Cuando llegué por primera vez a Saigón, mi tarifa era de 100.000 VND por una actuación en la que cantaba dos canciones.
¿Alguna vez has tenido que elegir entre la música y alguna otra cosa en tu vida?
Considero que mi trayectoria artística ha sido bastante tranquila y afortunada hasta ahora. La decisión que tuve que tomar fue cuando era estudiante en la Universidad de Thang Long y me uní a la banda Watermelon. En ese momento, me encontré en una situación difícil; Watermelon era muy conocida, pero tuvimos que separarnos para que cada uno pudiera seguir su propia carrera. ¿Debía volver a la universidad o continuar mi carrera como cantante? Elegí el camino más desafiante: abandonar los estudios para mudarme al sur y comenzar una carrera en solitario. El 20 de febrero de 2000, dejé Hanoi sin nada más que confianza en mí misma, sin dinero y con una voz inestable. En ese momento, solo tenía una simple esperanza: adquirir nuevas experiencias, ganar mi primer dinero como cantante solista para ayudar a mi madre y mantenerme, y luego, si tenía suficiente, ahorrar para algo más.
¿Cómo transcurrieron aquellos días en los que no tenías nada más que confianza en ti mismo?
Tuve que ir a todas las salas de conciertos para audicionar. Por suerte, todo salió bien porque la gente de Saigón ya sabía que yo era miembro de la banda Quả Dưa Hấu (Sandía). En aquel entonces, Saigón tenía infinidad de salas de conciertos; si tenías buena salud y eras popular, un cantante podía dar 10 conciertos entre semana y 12 o 13 los fines de semana. Yo cantaba desde las 9 de la mañana en el Parque Dam Sen, volvía a casa a descansar y luego cantaba en otro sitio a las 12 del mediodía. A las 2 o 3 de la tarde, los bares ya estaban abiertos, y yo seguía cantando hasta la noche. La tarifa por interpretar dos canciones era de 100.000 VND. Y gané más dinero del que jamás imaginé.
¿En qué momento lograste dar el salto de artista callejero a cantante de renombre en Vietnam?

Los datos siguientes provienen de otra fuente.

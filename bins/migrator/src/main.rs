//! Database migration runner for Finbook.
//!
//! Usage:
//!   migrator up      - Run all pending migrations
//!   migrator down    - Rollback last migration
//!   migrator status  - Show migration status
//!   migrator fresh   - Drop all tables and re-run migrations

use sea_orm_migration::prelude::*;

use finbook_db::migration::Migrator;

#[tokio::main]
async fn main() {
    // Load .env file if present
    dotenvy::dotenv().ok();

    // Run the migrator CLI (it sets up its own tracing)
    cli::run_cli(Migrator).await;
}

Era el año 2002, una época en la que artistas consagrados como Phuong Thanh, Quang Linh y Lam Truong organizaban sus propios miniconciertos. Pensé que si ellos podían hacer 10, yo podría hacer 4 o 5, así que invertí todo mi dinero en un concierto... y, como era de esperar, fue un fracaso, al igual que todos mis conciertos hasta ahora. El más reciente también me generó pérdidas de 300 millones de VND.
¿Por qué no te asocias con promotores para evitar pérdidas?
Es cierto que los organizadores de espectáculos saben cómo reducir costos y atraer público, pero yo quiero hacer lo que me apasiona, cantar las canciones que amo y prepararme meticulosamente, asegurándome de que todos los que asistan a mi concierto sean verdaderos fans de Tuan Hung. No soy el único; todos los cantantes que organizan sus propios conciertos terminan perdiendo dinero, pero nadie se arrepiente porque también es una forma de mostrar gratitud a quienes los aprecian.